Last week was a volume week for us as we took advantage of some snow, and for once in most of our lives we wished we lived in D.C. Despite our lack of snow, we pulled out the rock skis, headed to Oak Hill and went into a hard week of training ending with the Carnival team up in Waterville for the Colby Carnival and the rest of us here to enjoy the snow at Oak Hill and then head up to Craftsbury for a fun Duatholon and Hil’s birthday!!
This season so far has been a huge learning curve for me in terms of the culture of our team and the history it carries. Traveling with the D-team is an experience in itself; we don’t stay in hotels, we often wax for ourselves, we work hard to work hard. It takes a full team effort to even get to the races and once there even before proving our skills, we provide our own luck (most of which Hillary takes care of). Not only does this bring an entirely new perspective on ski racing, it has given me a view into the culture of Dartmouth skiing, as we often stay with different alumni on our weekend adventures. Alumni are not hard to come by in the east and we often have visitors drop by our dusty basement to reminisce about the good ol’ days on the Dartmouth ski team. Talking to these alumn, whether in the basement, on the trails, or often in their houses where they generously allow us to stay, has given me a deep appreciation for the culture of our team and a determination to continue that culture.

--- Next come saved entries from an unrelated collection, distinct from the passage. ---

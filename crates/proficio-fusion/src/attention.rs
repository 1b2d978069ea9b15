//! Cross-view attention
//!
//! Multi-head scaled dot-product self-attention over the view slots of one
//! sample. Scores towards absent slots are masked to negative infinity, so
//! every present query distributes its weight over present keys only.
//! There is no positional encoding: slot order carries no meaning.
//!
//! ```text
//! q, k, v   = x·Wq, x·Wk, x·Wv                       (present rows only)
//! a[h,i,:]  = masked_softmax(q_h[i]·k_h[j] / sqrt(d_h))
//! ctx[i]    = LayerNorm(x[i] + concat_h(Σ_j a[h,i,j] v_h[j])·Wo)
//! ```

use ndarray::{s, Array2, Array3, ArrayView2, Axis};
use proficio_core::{FusionConfig, FusionError, FusionResult};
use proficio_nn::{
    ensure_finite, masked_softmax_backward, masked_softmax_inplace, param_name, GradientStore,
    LayerNorm, Linear, NamedTensor, Parameterized, TensorStore,
};
use rand::Rng;

/// Attention result for one sample
#[derive(Debug, Clone, PartialEq)]
pub struct AttentionOutput {
    /// Contextualized features `[slots, H]`; absent rows are zero
    pub context: Array2<f32>,
    /// Per-head weights `[heads, slots, slots]`, indexed `[h, query, key]`
    pub weights: Array3<f32>,
    /// Attention each present slot receives from the other present slots,
    /// averaged over heads; zero for absent slots
    pub confidence: Vec<f32>,
}

#[derive(Debug, Clone, PartialEq)]
pub struct CrossViewAttention {
    query: Linear,
    key: Linear,
    value: Linear,
    output: Linear,
    norm: LayerNorm,
    num_heads: usize,
    head_dim: usize,
}

impl CrossViewAttention {
    pub fn new<R: Rng + ?Sized>(config: &FusionConfig, rng: &mut R) -> Self {
        let h = config.hidden_dim;
        Self {
            query: Linear::new(rng, h, h),
            key: Linear::new(rng, h, h),
            value: Linear::new(rng, h, h),
            output: Linear::new(rng, h, h),
            norm: LayerNorm::new(h, config.layer_norm_eps),
            num_heads: config.num_heads,
            head_dim: config.head_dim(),
        }
    }

    pub fn zeros(config: &FusionConfig) -> Self {
        let h = config.hidden_dim;
        Self {
            query: Linear::zeros(h, h),
            key: Linear::zeros(h, h),
            value: Linear::zeros(h, h),
            output: Linear::zeros(h, h),
            norm: LayerNorm::new(h, config.layer_norm_eps),
            num_heads: config.num_heads,
            head_dim: config.head_dim(),
        }
    }

    pub fn num_heads(&self) -> usize {
        self.num_heads
    }

    pub fn hidden_dim(&self) -> usize {
        self.num_heads * self.head_dim
    }

    /// Projections, weights and head mix for the present rows
    fn compute(&self, features: ArrayView2<f32>, mask: &[bool]) -> FusionResult<Internals> {
        let slots = features.nrows();
        let hidden = self.hidden_dim();
        if mask.len() != slots {
            return Err(FusionError::dimension("attention mask", slots, mask.len()));
        }
        if features.ncols() != hidden {
            return Err(FusionError::dimension("attention input", hidden, features.ncols()));
        }

        let present: Vec<usize> = (0..slots).filter(|&i| mask[i]).collect();
        if present.is_empty() {
            return Err(FusionError::ViewCount {
                present: 0,
                slots,
                max: slots,
            });
        }

        let mut q = Array2::<f32>::zeros((slots, hidden));
        let mut k = Array2::<f32>::zeros((slots, hidden));
        let mut v = Array2::<f32>::zeros((slots, hidden));
        for &i in &present {
            let x = features.row(i);
            q.row_mut(i).assign(&self.query.forward(x)?);
            k.row_mut(i).assign(&self.key.forward(x)?);
            v.row_mut(i).assign(&self.value.forward(x)?);
        }

        let scale = self.scale();
        let mut weights = Array3::<f32>::zeros((self.num_heads, slots, slots));
        let mut mixed = Array2::<f32>::zeros((slots, hidden));
        let mut scores = vec![0.0f32; slots];

        for h in 0..self.num_heads {
            let (lo, hi) = self.head_range(h);
            for &i in &present {
                let qi = q.slice(s![i, lo..hi]);
                for (j, score) in scores.iter_mut().enumerate() {
                    *score = if mask[j] {
                        qi.dot(&k.slice(s![j, lo..hi])) * scale
                    } else {
                        0.0
                    };
                }
                masked_softmax_inplace(&mut scores, mask)?;

                let mut out = mixed.slice_mut(s![i, lo..hi]);
                for &j in &present {
                    weights[[h, i, j]] = scores[j];
                    out.scaled_add(scores[j], &v.slice(s![j, lo..hi]));
                }
            }
        }
        ensure_finite("attention weights", weights.iter())?;

        Ok(Internals {
            present,
            q,
            k,
            v,
            weights,
            mixed,
        })
    }

    fn scale(&self) -> f32 {
        1.0 / (self.head_dim as f32).sqrt()
    }

    fn head_range(&self, h: usize) -> (usize, usize) {
        let lo = h * self.head_dim;
        (lo, lo + self.head_dim)
    }

    pub fn forward(&self, features: ArrayView2<f32>, mask: &[bool]) -> FusionResult<AttentionOutput> {
        let slots = features.nrows();
        let Internals {
            present,
            weights,
            mixed,
            ..
        } = self.compute(features, mask)?;

        let mut context = Array2::<f32>::zeros((slots, self.hidden_dim()));
        for &i in &present {
            let residual = self.output.forward(mixed.row(i))? + &features.row(i);
            context.row_mut(i).assign(&self.norm.forward(residual.view())?);
        }
        ensure_finite("attention", context.iter())?;

        let confidence = received_attention(&weights, &present, slots);
        tracing::debug!(present = present.len(), heads = self.num_heads, "cross-view attention");

        Ok(AttentionOutput {
            context,
            weights,
            confidence,
        })
    }

    /// Gradient with respect to `features` given the gradients of the
    /// context rows and of the confidence vector.
    ///
    /// Rows of absent slots come back as exact zeros: they never entered
    /// the forward pass.
    pub fn backward(
        &self,
        features: ArrayView2<f32>,
        mask: &[bool],
        grad_context: ArrayView2<f32>,
        grad_confidence: &[f32],
        prefix: &str,
        grads: &mut GradientStore,
    ) -> FusionResult<Array2<f32>> {
        let slots = features.nrows();
        let hidden = self.hidden_dim();
        if grad_context.dim() != (slots, hidden) {
            return Err(FusionError::dimension(
                "attention context gradient",
                slots * hidden,
                grad_context.len(),
            ));
        }
        if grad_confidence.len() != slots {
            return Err(FusionError::dimension(
                "attention confidence gradient",
                slots,
                grad_confidence.len(),
            ));
        }
        let Internals {
            present,
            q,
            k,
            v,
            weights,
            mixed,
        } = self.compute(features, mask)?;

        let output_prefix = param_name(prefix, "output");
        let norm_prefix = param_name(prefix, "norm");
        let mut d_features = Array2::<f32>::zeros((slots, hidden));
        let mut d_mixed = Array2::<f32>::zeros((slots, hidden));
        for &i in &present {
            let residual = self.output.forward(mixed.row(i))? + &features.row(i);
            let d_residual =
                self.norm
                    .backward(residual.view(), grad_context.row(i), &norm_prefix, grads)?;
            d_features.row_mut(i).scaled_add(1.0, &d_residual);
            let dm = self
                .output
                .backward(mixed.row(i), d_residual.view(), &output_prefix, grads)?;
            d_mixed.row_mut(i).assign(&dm);
        }

        // confidence_j = Σ_h Σ_{i≠j} a[h,i,j] / (heads · (k - 1)); constant when k = 1
        let mut d_weights = Array3::<f32>::zeros(weights.dim());
        if present.len() > 1 {
            let denom = (self.num_heads * (present.len() - 1)) as f32;
            for h in 0..self.num_heads {
                for &i in &present {
                    for &j in &present {
                        if i != j {
                            d_weights[[h, i, j]] = grad_confidence[j] / denom;
                        }
                    }
                }
            }
        }

        let scale = self.scale();
        let mut dq = Array2::<f32>::zeros((slots, hidden));
        let mut dk = Array2::<f32>::zeros((slots, hidden));
        let mut dv = Array2::<f32>::zeros((slots, hidden));
        for h in 0..self.num_heads {
            let (lo, hi) = self.head_range(h);
            for &i in &present {
                let dm = d_mixed.slice(s![i, lo..hi]).to_owned();
                for &j in &present {
                    d_weights[[h, i, j]] += dm.dot(&v.slice(s![j, lo..hi]));
                    dv.slice_mut(s![j, lo..hi]).scaled_add(weights[[h, i, j]], &dm);
                }

                let probs = weights.slice(s![h, i, ..]).to_vec();
                let d_probs = d_weights.slice(s![h, i, ..]).to_vec();
                let d_scores = masked_softmax_backward(&probs, &d_probs, mask)?;
                let qi = q.slice(s![i, lo..hi]).to_owned();
                for &j in &present {
                    let ds = d_scores[j] * scale;
                    dq.slice_mut(s![i, lo..hi]).scaled_add(ds, &k.slice(s![j, lo..hi]));
                    dk.slice_mut(s![j, lo..hi]).scaled_add(ds, &qi);
                }
            }
        }

        let query_prefix = param_name(prefix, "query");
        let key_prefix = param_name(prefix, "key");
        let value_prefix = param_name(prefix, "value");
        for &i in &present {
            let x = features.row(i);
            let dx = self.query.backward(x, dq.row(i), &query_prefix, grads)?
                + self.key.backward(x, dk.row(i), &key_prefix, grads)?
                + self.value.backward(x, dv.row(i), &value_prefix, grads)?;
            d_features.row_mut(i).scaled_add(1.0, &dx);
        }
        Ok(d_features)
    }
}

/// Intermediate values shared by the forward and backward passes
struct Internals {
    present: Vec<usize>,
    q: Array2<f32>,
    k: Array2<f32>,
    v: Array2<f32>,
    weights: Array3<f32>,
    mixed: Array2<f32>,
}

/// Mean weight slot `j` receives from the other present queries, over heads.
/// A lone view attends only to itself and gets full confidence.
fn received_attention(weights: &Array3<f32>, present: &[usize], slots: usize) -> Vec<f32> {
    let mut confidence = vec![0.0f32; slots];
    if let [only] = present {
        confidence[*only] = 1.0;
        return confidence;
    }

    let heads = weights.len_of(Axis(0));
    let denom = (heads * (present.len() - 1)) as f32;
    for &j in present {
        let mut total = 0.0f32;
        for h in 0..heads {
            for &i in present {
                if i != j {
                    total += weights[[h, i, j]];
                }
            }
        }
        confidence[j] = total / denom;
    }
    confidence
}

impl Parameterized for CrossViewAttention {
    fn collect_parameters(&self, prefix: &str, out: &mut Vec<NamedTensor>) {
        self.query.collect_parameters(&param_name(prefix, "query"), out);
        self.key.collect_parameters(&param_name(prefix, "key"), out);
        self.value.collect_parameters(&param_name(prefix, "value"), out);
        self.output.collect_parameters(&param_name(prefix, "output"), out);
        self.norm.collect_parameters(&param_name(prefix, "norm"), out);
    }

    fn load_parameters(&mut self, prefix: &str, store: &TensorStore) -> FusionResult<()> {
        self.query.load_parameters(&param_name(prefix, "query"), store)?;
        self.key.load_parameters(&param_name(prefix, "key"), store)?;
        self.value.load_parameters(&param_name(prefix, "value"), store)?;
        self.output.load_parameters(&param_name(prefix, "output"), store)?;
        self.norm.load_parameters(&param_name(prefix, "norm"), store)
    }
}
#![no_main]

use std::sync::OnceLock;

use arbitrary::Arbitrary;
use libfuzzer_sys::fuzz_target;
use proficio_core::{CameraId, FusionConfig, FusionError, View, ViewSet};
use proficio_fusion::FusionModel;

const INPUT_DIM: usize = 8;

#[derive(Debug, Arbitrary)]
struct Slot {
    camera: u16,
    present: bool,
    embedding: Option<Vec<f32>>,
}

fn model() -> &'static FusionModel {
    static MODEL: OnceLock<FusionModel> = OnceLock::new();
    MODEL.get_or_init(|| {
        FusionModel::seeded(FusionConfig::compact(INPUT_DIM), 0).expect("compact config is valid")
    })
}

fuzz_target!(|slots: Vec<Slot>| {
    let views = ViewSet::new(
        slots
            .into_iter()
            .map(|s| View {
                camera: CameraId::new(s.camera),
                embedding: s.embedding,
                present: s.present,
            })
            .collect(),
    );

    match model().fuse(&views) {
        Ok(out) => {
            let sum: f32 = out.weights.iter().sum();
            assert!((sum - 1.0).abs() < 1e-4);
            assert_eq!(out.weights.len(), views.present_count());
        }
        Err(FusionError::ViewCount { .. })
        | Err(FusionError::DimensionMismatch { .. })
        | Err(FusionError::NumericInstability { .. }) => {}
        Err(other) => panic!("unexpected error: {other}"),
    }
});
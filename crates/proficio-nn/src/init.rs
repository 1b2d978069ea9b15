//! Seeded parameter initialisation
//!
//! Callers always pass the rng. Identical seeds give identical weights.

use ndarray::Array2;
use rand::rngs::StdRng;
use rand::{Rng, SeedableRng};
use rand_distr::{Distribution, Normal};

/// Deterministic rng for a given seed
pub fn seeded_rng(seed: u64) -> StdRng {
    StdRng::seed_from_u64(seed)
}

/// Glorot/Xavier normal initialisation for a `[fan_in, fan_out]` matrix
pub fn xavier_normal<R: Rng + ?Sized>(rng: &mut R, fan_in: usize, fan_out: usize) -> Array2<f32> {
    let std = (2.0 / (fan_in + fan_out).max(1) as f32).sqrt();
    normal_matrix(rng, fan_in, fan_out, std)
}

/// Zero-mean normal matrix with the given standard deviation
pub fn normal_matrix<R: Rng + ?Sized>(
    rng: &mut R,
    rows: usize,
    cols: usize,
    std: f32,
) -> Array2<f32> {
    match Normal::new(0.0f32, std) {
        Ok(normal) => Array2::from_shape_fn((rows, cols), |_| normal.sample(rng)),
        // Only a non-finite std fails; fall back to zeros
        Err(_) => Array2::zeros((rows, cols)),
    }
}

#[cfg(test)]
mod tests {
    use super::*;

    #[test]
    fn test_same_seed_same_weights() {
        let a = xavier_normal(&mut seeded_rng(7), 16, 8);
        let b = xavier_normal(&mut seeded_rng(7), 16, 8);
        let c = xavier_normal(&mut seeded_rng(8), 16, 8);
        assert_eq!(a, b);
        assert_ne!(a, c);
        assert_eq!(a.shape(), &[16, 8]);
    }

    #[test]
    fn test_xavier_scale() {
        let w = xavier_normal(&mut seeded_rng(1), 256, 256);
        let n = w.len() as f32;
        let mean = w.sum() / n;
        let var = w.iter().map(|x| (x - mean).powi(2)).sum::<f32>() / n;
        // Target variance 2 / 512
        assert!(mean.abs() < 0.01);
        assert!((var - 2.0 / 512.0).abs() < 0.001);
    }
}
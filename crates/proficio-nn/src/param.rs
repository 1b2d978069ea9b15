//! Named parameter registry
//!
//! Every module exposes its weights as dot-named tensors
//! (`attention.q.weight`, `head.classifier.bias`, ...). Checkpoints are a
//! flat list of these; loading matches by name and checks shapes.

use std::collections::BTreeMap;
use std::fmt;

use ndarray::{Array1, Array2};
use proficio_core::{FusionError, FusionResult};

/// A flat tensor with a name and shape
#[derive(Debug, Clone, PartialEq)]
pub struct NamedTensor {
    pub name: String,
    pub shape: Vec<usize>,
    pub data: Vec<f32>,
    /// False for frozen base weights under a low-rank overlay
    pub trainable: bool,
}

impl NamedTensor {
    pub fn new(name: impl Into<String>, shape: Vec<usize>, data: Vec<f32>, trainable: bool) -> Self {
        Self {
            name: name.into(),
            shape,
            data,
            trainable,
        }
    }

    pub fn from_array1(name: impl Into<String>, array: &Array1<f32>, trainable: bool) -> Self {
        Self::new(name, vec![array.len()], array.to_vec(), trainable)
    }

    pub fn from_array2(name: impl Into<String>, array: &Array2<f32>, trainable: bool) -> Self {
        Self::new(
            name,
            array.shape().to_vec(),
            array.iter().copied().collect(),
            trainable,
        )
    }

    pub fn scalar(name: impl Into<String>, value: f32, trainable: bool) -> Self {
        Self::new(name, Vec::new(), vec![value], trainable)
    }

    /// Element count implied by the shape
    pub fn numel(&self) -> usize {
        self.shape.iter().product()
    }
}

/// Join a module prefix and a parameter name
pub fn param_name(prefix: &str, name: &str) -> String {
    if prefix.is_empty() {
        name.to_string()
    } else {
        format!("{}.{}", prefix, name)
    }
}

/// Tensors indexed by name
#[derive(Debug, Clone, Default)]
pub struct TensorStore {
    tensors: BTreeMap<String, NamedTensor>,
}

impl TensorStore {
    pub fn new() -> Self {
        Self::default()
    }

    pub fn from_tensors(tensors: impl IntoIterator<Item = NamedTensor>) -> Self {
        Self {
            tensors: tensors.into_iter().map(|t| (t.name.clone(), t)).collect(),
        }
    }

    pub fn insert(&mut self, tensor: NamedTensor) {
        self.tensors.insert(tensor.name.clone(), tensor);
    }

    pub fn get(&self, name: &str) -> Option<&NamedTensor> {
        self.tensors.get(name)
    }

    pub fn len(&self) -> usize {
        self.tensors.len()
    }

    pub fn is_empty(&self) -> bool {
        self.tensors.is_empty()
    }

    fn require(&self, name: &str, expected: &[usize]) -> FusionResult<&NamedTensor> {
        let tensor = self
            .tensors
            .get(name)
            .ok_or_else(|| FusionError::MissingTensor(name.to_string()))?;
        if tensor.shape != expected || tensor.data.len() != tensor.numel() {
            return Err(FusionError::TensorShape {
                name: name.to_string(),
                expected: expected.to_vec(),
                actual: tensor.shape.clone(),
            });
        }
        Ok(tensor)
    }

    /// Overwrite `target` with the stored tensor of the same shape
    pub fn load_array1(&self, name: &str, target: &mut Array1<f32>) -> FusionResult<()> {
        let tensor = self.require(name, &[target.len()])?;
        target.assign(&Array1::from_vec(tensor.data.clone()));
        Ok(())
    }

    pub fn load_array2(&self, name: &str, target: &mut Array2<f32>) -> FusionResult<()> {
        let shape = target.dim();
        let tensor = self.require(name, &[shape.0, shape.1])?;
        let array = Array2::from_shape_vec(shape, tensor.data.clone()).map_err(|e| {
            FusionError::InvalidCheckpoint(format!("{}: {}", name, e))
        })?;
        target.assign(&array);
        Ok(())
    }

    pub fn load_scalar(&self, name: &str) -> FusionResult<f32> {
        let tensor = self.require(name, &[])?;
        Ok(tensor.data[0])
    }
}

/// Modules that own named parameters
pub trait Parameterized {
    /// Append this module's tensors under `prefix`
    fn collect_parameters(&self, prefix: &str, out: &mut Vec<NamedTensor>);

    /// Overwrite this module's tensors from `store`
    fn load_parameters(&mut self, prefix: &str, store: &TensorStore) -> FusionResult<()>;

    fn parameter_summary(&self) -> ParameterSummary {
        let mut tensors = Vec::new();
        self.collect_parameters("", &mut tensors);
        ParameterSummary::from_tensors(&tensors)
    }
}

/// Parameter counts
#[derive(Debug, Clone, Copy, Default, PartialEq, Eq)]
pub struct ParameterSummary {
    pub total: usize,
    pub trainable: usize,
}

impl ParameterSummary {
    pub fn from_tensors(tensors: &[NamedTensor]) -> Self {
        let mut summary = ParameterSummary::default();
        for t in tensors {
            summary.total += t.data.len();
            if t.trainable {
                summary.trainable += t.data.len();
            }
        }
        summary
    }

    pub fn trainable_percent(&self) -> f64 {
        if self.total == 0 {
            0.0
        } else {
            100.0 * self.trainable as f64 / self.total as f64
        }
    }
}

impl fmt::Display for ParameterSummary {
    fn fmt(&self, f: &mut fmt::Formatter<'_>) -> fmt::Result {
        write!(
            f,
            "Trainable: {} | Total: {} | %: {:.2}",
            self.trainable,
            self.total,
            self.trainable_percent()
        )
    }
}
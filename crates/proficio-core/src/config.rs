//! Fusion configuration
//!
//! The same configuration must be used for training and inference. It is
//! validated when a model is constructed, never lazily on the first
//! forward call.

use std::path::Path;

use serde::{Deserialize, Serialize};

use crate::{FusionError, FusionResult};

/// Shape of the per-view gate
#[derive(Clone, Copy, Debug, PartialEq, Eq, Default, Serialize, Deserialize)]
#[serde(rename_all = "snake_case")]
pub enum GateMode {
    /// One relevance value per view
    Scalar,
    /// One relevance value per fusion channel
    #[default]
    Channel,
}

/// How gate and attention confidence are combined before renormalization
#[derive(Clone, Copy, Debug, PartialEq, Eq, Default, Serialize, Deserialize)]
#[serde(rename_all = "snake_case")]
pub enum CombineRule {
    /// `ln(gate) + ln(confidence)`, i.e. a product after the softmax
    Product,
    /// `alpha * gate + beta * confidence` with trainable alpha, beta
    #[default]
    Learned,
}

/// Low-rank overlay on the view projector
#[derive(Clone, Copy, Debug, PartialEq, Serialize, Deserialize)]
pub struct AdapterConfig {
    /// Rank of the A·B update
    pub rank: usize,
    /// Scale numerator; the update is scaled by `alpha / rank`
    pub alpha: f32,
}

impl Default for AdapterConfig {
    fn default() -> Self {
        Self {
            rank: 16,
            alpha: 32.0,
        }
    }
}

/// Fusion model configuration
#[derive(Clone, Debug, PartialEq, Serialize, Deserialize)]
#[serde(default)]
pub struct FusionConfig {
    /// Backbone embedding dimension (D)
    pub input_dim: usize,

    /// Shared fusion space dimension (H)
    pub hidden_dim: usize,

    /// Attention heads; must divide `hidden_dim`
    pub num_heads: usize,

    /// Maximum view slots per sample (V_max)
    pub max_views: usize,

    /// Dropout rate applied in training mode only
    pub dropout: f32,

    /// Calibration temperature (low = near one-hot, high = near uniform)
    pub temperature: f32,

    /// Label-space cardinality
    pub num_classes: usize,

    pub gate_mode: GateMode,

    /// Width of the gating MLP
    pub gate_hidden_dim: usize,

    pub combine_rule: CombineRule,

    /// Emit a continuous proficiency score next to the logits
    pub regression_head: bool,

    pub layer_norm_eps: f32,

    /// Optional low-rank overlay on the projector weight
    pub projector_adapter: Option<AdapterConfig>,
}

impl Default for FusionConfig {
    fn default() -> Self {
        Self {
            input_dim: 768,
            hidden_dim: 512,
            num_heads: 16,
            max_views: 5,
            dropout: 0.1,
            temperature: 1.0,
            num_classes: 4,
            gate_mode: GateMode::Channel,
            gate_hidden_dim: 128,
            combine_rule: CombineRule::Learned,
            regression_head: false,
            layer_norm_eps: 1e-5,
            projector_adapter: None,
        }
    }
}

impl FusionConfig {
    /// TimeSformer-base backbone (768-d) fused at full width with 12 heads
    pub fn timesformer_base() -> Self {
        Self {
            input_dim: 768,
            hidden_dim: 768,
            num_heads: 12,
            gate_hidden_dim: 256,
            ..Default::default()
        }
    }

    /// Small model for tests and demos
    pub fn compact(input_dim: usize) -> Self {
        Self {
            input_dim,
            hidden_dim: 32,
            num_heads: 4,
            gate_hidden_dim: 16,
            ..Default::default()
        }
    }

    pub fn head_dim(&self) -> usize {
        self.hidden_dim / self.num_heads.max(1)
    }

    /// Reject malformed configurations
    pub fn validate(&self) -> FusionResult<()> {
        let fail = |msg: String| Err(FusionError::Configuration(msg));

        if self.input_dim == 0 {
            return fail("input_dim must be > 0".into());
        }
        if self.hidden_dim == 0 {
            return fail("hidden_dim must be > 0".into());
        }
        if self.num_heads == 0 {
            return fail("num_heads must be > 0".into());
        }
        if self.hidden_dim % self.num_heads != 0 {
            return fail(format!(
                "hidden_dim {} must be divisible by num_heads {}",
                self.hidden_dim, self.num_heads
            ));
        }
        if self.max_views == 0 {
            return fail("max_views must be >= 1".into());
        }
        if self.num_classes == 0 {
            return fail("num_classes must be >= 1".into());
        }
        if !(0.0..1.0).contains(&self.dropout) {
            return fail(format!("dropout {} outside [0, 1)", self.dropout));
        }
        if !self.temperature.is_finite() || self.temperature <= 0.0 {
            return fail(format!("temperature {} must be finite and > 0", self.temperature));
        }
        if self.gate_hidden_dim == 0 {
            return fail("gate_hidden_dim must be > 0".into());
        }
        if !self.layer_norm_eps.is_finite() || self.layer_norm_eps <= 0.0 {
            return fail("layer_norm_eps must be finite and > 0".into());
        }
        if let Some(adapter) = &self.projector_adapter {
            let max_rank = self.input_dim.min(self.hidden_dim);
            if adapter.rank == 0 || adapter.rank > max_rank {
                return fail(format!(
                    "adapter rank {} outside 1..={}",
                    adapter.rank, max_rank
                ));
            }
            if !adapter.alpha.is_finite() {
                return fail("adapter alpha must be finite".into());
            }
        }
        Ok(())
    }

    pub fn from_json_str(json: &str) -> FusionResult<Self> {
        let config: FusionConfig = serde_json::from_str(json)?;
        config.validate()?;
        Ok(config)
    }

    pub fn to_json_string(&self) -> FusionResult<String> {
        Ok(serde_json::to_string_pretty(self)?)
    }

    /// Load and validate a JSON configuration file
    pub fn load(path: impl AsRef<Path>) -> FusionResult<Self> {
        let json = std::fs::read_to_string(path)?;
        Self::from_json_str(&json)
    }

    pub fn save(&self, path: impl AsRef<Path>) -> FusionResult<()> {
        std::fs::write(path, self.to_json_string()?)?;
        Ok(())
    }
}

I’ve seen different dynamics on different teams. Female athletes, through my experience, have a tendency to feed off of each others energy and individuals cannot succeed unless there is team strength. The Dartmouth Ski Team has an impressive history. So, what does it take to succeed?
We have 15 girls on our team right now. 15 girls who live together, eat together, shower together, and most importantly ski together. It takes each one of 15 to create a success. We have an inherent culture that takes a long lived passion (there does not exist a park bench on this campus without a date written on it) and turns it into a continued goal to succeed. We are proud to wear the Dartmouth snowflake because of what the snowflake means to so many people. Dartmouth has seen many great skiers (might I mention another podium in the books recently for our lovely Sophie Caldwell) and we hope every year to continue this tradition. Our culture is the old (bright green) Dartmouth jackets floating around the team, it’s the girls putting on bikinis and a show for the school after the first snow of the year, it’s the Moosilauke record (held by skiers since forever), it’s high-pony day, it’s pink hair, it’s rock skis in a Norwich field, it’s the sauna and country songs (despite my many complaints), it’s a bus that only sometimes works, it’s a cabin in the woods where we stoke the fire so we aren’t cold before the race, it’s Robo, it’s watching the Notebook on a bed with five girls after a cold day, it’s Cami and Ruff discussing the wax of the day. This tradition is the Dartmouth ski team.
The girls at Craftsbury this past weekend enjoying some snow and watching the race (major congrats to Charlotte who did the full marathon, Meg for creating her own category in the half, and Eliana for doing the half)
This year we have something pretty on our team cool, a culture that strives to include, impress, and push each and every ability level. Right now, we have something special. With the addition of our (amazing) freshman, the team rose this past fall to a level athletically and mentally that could only inspire everyone on the team. We work together, for each other, with each other to continue the tradition of a dominating team. Last week, we saw the payoff with Corey pulling off a spectacular win in the classic sprint. This week, we brought back something we haven’t had in a long time, a Carnival victory. What is so special about this victory is that it came not from individuals but from four teams working together under the same name, wearing the same suit. That is culture. And that is what it takes.